==== MATERIAL PROVIDED ====

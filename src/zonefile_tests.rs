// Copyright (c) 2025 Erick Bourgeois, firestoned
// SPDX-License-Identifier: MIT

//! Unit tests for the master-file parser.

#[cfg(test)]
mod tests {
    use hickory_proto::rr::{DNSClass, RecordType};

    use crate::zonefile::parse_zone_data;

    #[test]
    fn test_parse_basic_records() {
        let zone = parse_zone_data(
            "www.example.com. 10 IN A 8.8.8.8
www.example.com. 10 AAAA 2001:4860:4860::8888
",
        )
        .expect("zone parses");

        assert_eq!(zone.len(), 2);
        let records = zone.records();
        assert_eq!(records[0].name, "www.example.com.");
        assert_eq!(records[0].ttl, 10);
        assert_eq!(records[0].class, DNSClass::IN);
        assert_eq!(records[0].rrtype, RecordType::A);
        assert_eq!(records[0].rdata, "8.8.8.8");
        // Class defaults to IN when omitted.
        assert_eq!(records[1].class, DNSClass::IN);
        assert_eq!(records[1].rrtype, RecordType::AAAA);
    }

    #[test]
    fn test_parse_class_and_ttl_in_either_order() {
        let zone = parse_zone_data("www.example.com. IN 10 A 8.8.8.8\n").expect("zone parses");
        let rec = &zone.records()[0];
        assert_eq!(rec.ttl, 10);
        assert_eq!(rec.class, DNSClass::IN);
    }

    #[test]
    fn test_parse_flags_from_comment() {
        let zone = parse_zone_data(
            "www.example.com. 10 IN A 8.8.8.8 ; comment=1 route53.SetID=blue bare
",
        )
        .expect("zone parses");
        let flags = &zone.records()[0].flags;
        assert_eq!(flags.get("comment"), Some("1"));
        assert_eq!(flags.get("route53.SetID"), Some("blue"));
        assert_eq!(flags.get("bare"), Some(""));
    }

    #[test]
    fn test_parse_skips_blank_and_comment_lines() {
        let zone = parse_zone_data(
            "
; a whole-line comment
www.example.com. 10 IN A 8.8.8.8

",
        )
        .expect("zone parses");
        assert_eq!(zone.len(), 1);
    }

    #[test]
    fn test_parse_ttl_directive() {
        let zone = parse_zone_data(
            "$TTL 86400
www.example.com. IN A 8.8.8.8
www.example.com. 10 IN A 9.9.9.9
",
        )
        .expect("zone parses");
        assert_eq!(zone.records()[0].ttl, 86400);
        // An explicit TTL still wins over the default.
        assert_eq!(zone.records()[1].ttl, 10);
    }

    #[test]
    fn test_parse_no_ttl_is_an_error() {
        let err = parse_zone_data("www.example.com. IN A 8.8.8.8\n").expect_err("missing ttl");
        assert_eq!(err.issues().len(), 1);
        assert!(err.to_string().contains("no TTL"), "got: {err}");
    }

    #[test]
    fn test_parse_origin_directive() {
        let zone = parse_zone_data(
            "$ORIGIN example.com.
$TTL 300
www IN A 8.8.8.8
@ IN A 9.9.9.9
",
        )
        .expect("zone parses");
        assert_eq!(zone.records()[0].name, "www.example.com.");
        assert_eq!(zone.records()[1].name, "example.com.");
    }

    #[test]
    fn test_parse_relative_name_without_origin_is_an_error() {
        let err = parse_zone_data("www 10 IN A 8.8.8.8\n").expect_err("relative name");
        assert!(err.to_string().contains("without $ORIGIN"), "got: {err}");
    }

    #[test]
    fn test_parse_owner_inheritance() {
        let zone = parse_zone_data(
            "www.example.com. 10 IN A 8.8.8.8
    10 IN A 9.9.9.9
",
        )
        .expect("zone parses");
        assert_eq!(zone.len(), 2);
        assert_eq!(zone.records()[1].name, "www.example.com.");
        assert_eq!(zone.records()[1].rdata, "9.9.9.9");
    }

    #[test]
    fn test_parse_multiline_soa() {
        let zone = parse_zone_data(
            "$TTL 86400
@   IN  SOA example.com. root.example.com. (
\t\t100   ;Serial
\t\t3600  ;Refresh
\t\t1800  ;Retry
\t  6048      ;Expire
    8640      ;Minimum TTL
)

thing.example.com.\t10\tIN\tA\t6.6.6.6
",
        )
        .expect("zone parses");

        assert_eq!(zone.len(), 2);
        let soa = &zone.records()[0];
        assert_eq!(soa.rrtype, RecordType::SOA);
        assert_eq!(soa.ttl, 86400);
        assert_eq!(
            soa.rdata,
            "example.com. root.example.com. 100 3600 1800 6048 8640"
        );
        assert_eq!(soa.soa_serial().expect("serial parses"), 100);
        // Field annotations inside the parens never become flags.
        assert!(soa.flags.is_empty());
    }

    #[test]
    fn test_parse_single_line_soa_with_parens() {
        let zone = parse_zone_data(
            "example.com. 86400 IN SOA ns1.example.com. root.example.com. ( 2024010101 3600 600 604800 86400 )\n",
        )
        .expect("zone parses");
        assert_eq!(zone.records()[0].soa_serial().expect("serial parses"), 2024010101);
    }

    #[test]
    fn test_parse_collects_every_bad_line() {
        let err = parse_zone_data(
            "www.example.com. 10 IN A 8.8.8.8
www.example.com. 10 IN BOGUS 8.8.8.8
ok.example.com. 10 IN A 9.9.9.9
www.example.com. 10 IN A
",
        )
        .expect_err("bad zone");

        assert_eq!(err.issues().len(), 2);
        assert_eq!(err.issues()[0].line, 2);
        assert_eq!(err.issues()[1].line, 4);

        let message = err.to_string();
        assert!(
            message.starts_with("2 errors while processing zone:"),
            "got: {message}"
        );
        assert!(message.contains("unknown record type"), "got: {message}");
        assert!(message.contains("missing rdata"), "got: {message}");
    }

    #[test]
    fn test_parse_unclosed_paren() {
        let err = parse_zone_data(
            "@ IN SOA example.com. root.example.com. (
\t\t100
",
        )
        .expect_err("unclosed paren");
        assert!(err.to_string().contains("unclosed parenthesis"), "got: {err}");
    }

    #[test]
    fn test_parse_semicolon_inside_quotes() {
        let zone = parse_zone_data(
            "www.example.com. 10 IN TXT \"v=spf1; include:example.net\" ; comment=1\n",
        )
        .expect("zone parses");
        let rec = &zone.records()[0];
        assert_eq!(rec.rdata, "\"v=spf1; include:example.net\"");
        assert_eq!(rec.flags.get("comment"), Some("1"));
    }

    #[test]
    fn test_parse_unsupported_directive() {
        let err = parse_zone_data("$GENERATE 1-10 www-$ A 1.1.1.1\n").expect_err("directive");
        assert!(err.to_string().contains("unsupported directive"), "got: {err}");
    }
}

====

_TO DO_: When the material above has been read, copy all of it exactly.

_YOUR SOLUTION_:
filename src/zonefile_tests.rs
// Copyright (c) 2025 Erick Bourgeois, firestoned
// SPDX-License-Identifier: MIT

//! Unit tests for the master-file parser.

#[cfg(test)]
mod tests {
    use hickory_proto::rr::{DNSClass, RecordType};

    use crate::zonefile::parse_zone_data;

    #[test]
    fn test_parse_basic_records() {
        let zone = parse_zone_data(
            "www.example.com. 10 IN A 8.8.8.8
www.example.com. 10 AAAA 2001:4860:4860::8888
",
        )
        .expect("zone parses");

        assert_eq!(zone.len(), 2);
        let records = zone.records();
        assert_eq!(records[0].name, "www.example.com.");
        assert_eq!(records[0].ttl, 10);
        assert_eq!(records[0].class, DNSClass::IN);
        assert_eq!(records[0].rrtype, RecordType::A);
        assert_eq!(records[0].rdata, "8.8.8.8");
        // Class defaults to IN when omitted.
        assert_eq!(records[1].class, DNSClass::IN);
        assert_eq!(records[1].rrtype, RecordType::AAAA);
    }

    #[test]
    fn test_parse_class_and_ttl_in_either_order() {
        let zone = parse_zone_data("www.example.com. IN 10 A 8.8.8.8\n").expect("zone parses");
        let rec = &zone.records()[0];
        assert_eq!(rec.ttl, 10);
        assert_eq!(rec.class, DNSClass::IN);
    }

    #[test]
    fn test_parse_flags_from_comment() {
        let zone = parse_zone_data(
            "www.example.com. 10 IN A 8.8.8.8 ; comment=1 route53.SetID=blue bare
",
        )
        .expect("zone parses");
        let flags = &zone.records()[0].flags;
        assert_eq!(flags.get("comment"), Some("1"));
        assert_eq!(flags.get("route53.SetID"), Some("blue"));
        assert_eq!(flags.get("bare"), Some(""));
    }

    #[test]
    fn test_parse_skips_blank_and_comment_lines() {
        let zone = parse_zone_data(
            "
; a whole-line comment
www.example.com. 10 IN A 8.8.8.8

",
        )
        .expect("zone parses");
        assert_eq!(zone.len(), 1);
    }

    #[test]
    fn test_parse_ttl_directive() {
        let zone = parse_zone_data(
            "$TTL 86400
www.example.com. IN A 8.8.8.8
www.example.com. 10 IN A 9.9.9.9
",
        )
        .expect("zone parses");
        assert_eq!(zone.records()[0].ttl, 86400);
        // An explicit TTL still wins over the default.
        assert_eq!(zone.records()[1].ttl, 10);
    }

    #[test]
    fn test_parse_no_ttl_is_an_error() {
        let err = parse_zone_data("www.example.com. IN A 8.8.8.8\n").expect_err("missing ttl");
        assert_eq!(err.issues().len(), 1);
        assert!(err.to_string().contains("no TTL"), "got: {err}");
    }

    #[test]
    fn test_parse_origin_directive() {
        let zone = parse_zone_data(
            "$ORIGIN example.com.
$TTL 300
www IN A 8.8.8.8
@ IN A 9.9.9.9
",
        )
        .expect("zone parses");
        assert_eq!(zone.records()[0].name, "www.example.com.");
        assert_eq!(zone.records()[1].name, "example.com.");
    }

    #[test]
    fn test_parse_relative_name_without_origin_is_an_error() {
        let err = parse_zone_data("www 10 IN A 8.8.8.8\n").expect_err("relative name");
        assert!(err.to_string().contains("without $ORIGIN"), "got: {err}");
    }

    #[test]
    fn test_parse_owner_inheritance() {
        let zone = parse_zone_data(
            "www.example.com. 10 IN A 8.8.8.8
    10 IN A 9.9.9.9
",
        )
        .expect("zone parses");
        assert_eq!(zone.len(), 2);
        assert_eq!(zone.records()[1].name, "www.example.com.");
        assert_eq!(zone.records()[1].rdata, "9.9.9.9");
    }

    #[test]
    fn test_parse_multiline_soa() {
        let zone = parse_zone_data(
            "$TTL 86400
@   IN  SOA example.com. root.example.com. (
\t\t100   ;Serial
\t\t3600  ;Refresh
\t\t1800  ;Retry
\t  6048      ;Expire
    8640      ;Minimum TTL
)

thing.example.com.\t10\tIN\tA\t6.6.6.6
",
        )
        .expect("zone parses");

        assert_eq!(zone.len(), 2);
        let soa = &zone.records()[0];
        assert_eq!(soa.rrtype, RecordType::SOA);
        assert_eq!(soa.ttl, 86400);
        assert_eq!(
            soa.rdata,
            "example.com. root.example.com. 100 3600 1800 6048 8640"
        );
        assert_eq!(soa.soa_serial().expect("serial parses"), 100);
        // Field annotations inside the parens never become flags.
        assert!(soa.flags.is_empty());
    }

    #[test]
    fn test_parse_single_line_soa_with_parens() {
        let zone = parse_zone_data(
            "example.com. 86400 IN SOA ns1.example.com. root.example.com. ( 2024010101 3600 600 604800 86400 )\n",
        )
        .expect("zone parses");
        assert_eq!(zone.records()[0].soa_serial().expect("serial parses"), 2024010101);
    }

    #[test]
    fn test_parse_collects_every_bad_line() {
        let err = parse_zone_data(
            "www.example.com. 10 IN A 8.8.8.8
www.example.com. 10 IN BOGUS 8.8.8.8
ok.example.com. 10 IN A 9.9.9.9
www.example.com. 10 IN A
",
        )
        .expect_err("bad zone");

        assert_eq!(err.issues().len(), 2);
        assert_eq!(err.issues()[0].line, 2);
        assert_eq!(err.issues()[1].line, 4);

        let message = err.to_string();
        assert!(
            message.starts_with("2 errors while processing zone:"),
            "got: {message}"
        );
        assert!(message.contains("unknown record type"), "got: {message}");
        assert!(message.contains("missing rdata"), "got: {message}");
    }

    #[test]
    fn test_parse_unclosed_paren() {
        let err = parse_zone_data(
            "@ IN SOA example.com. root.example.com. (
\t\t100
",
        )
        .expect_err("unclosed paren");
        assert!(err.to_string().contains("unclosed parenthesis"), "got: {err}");
    }

    #[test]
    fn test_parse_semicolon_inside_quotes() {
        let zone = parse_zone_data(
            "www.example.com. 10 IN TXT \"v=spf1; include:example.net\" ; comment=1\n",
        )
        .expect("zone parses");
        let rec = &zone.records()[0];
        assert_eq!(rec.rdata, "\"v=spf1; include:example.net\"");
        assert_eq!(rec.flags.get("comment"), Some("1"));
    }

    #[test]
    fn test_parse_unsupported_directive() {
        let err = parse_zone_data("$GENERATE 1-10 www-$ A 1.1.1.1\n").expect_err("directive");
        assert!(err.to_string().contains("unsupported directive"), "got: {err}");
    }
}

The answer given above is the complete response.